━━━━━ AVAILABLE RECORDS ━━━━━

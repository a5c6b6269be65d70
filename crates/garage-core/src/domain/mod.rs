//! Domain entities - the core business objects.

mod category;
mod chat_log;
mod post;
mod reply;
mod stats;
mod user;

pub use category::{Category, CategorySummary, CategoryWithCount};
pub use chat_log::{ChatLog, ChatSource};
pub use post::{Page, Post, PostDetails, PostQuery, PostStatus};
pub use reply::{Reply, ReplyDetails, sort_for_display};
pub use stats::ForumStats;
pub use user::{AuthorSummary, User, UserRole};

━━━━━

A verbatim repeat of all the entries above is the required answer.

* COMPLETED TASK
repository a5c6b6269be65d70
filename crates/garage-core/src/domain/mod.rs
//! Domain entities - the core business objects.

mod category;
mod chat_log;
mod post;
mod reply;
mod stats;
mod user;

pub use category::{Category, CategorySummary, CategoryWithCount};
pub use chat_log::{ChatLog, ChatSource};
pub use post::{Page, Post, PostDetails, PostQuery, PostStatus};
pub use reply::{Reply, ReplyDetails, sort_for_display};
pub use stats::ForumStats;
pub use user::{AuthorSummary, User, UserRole};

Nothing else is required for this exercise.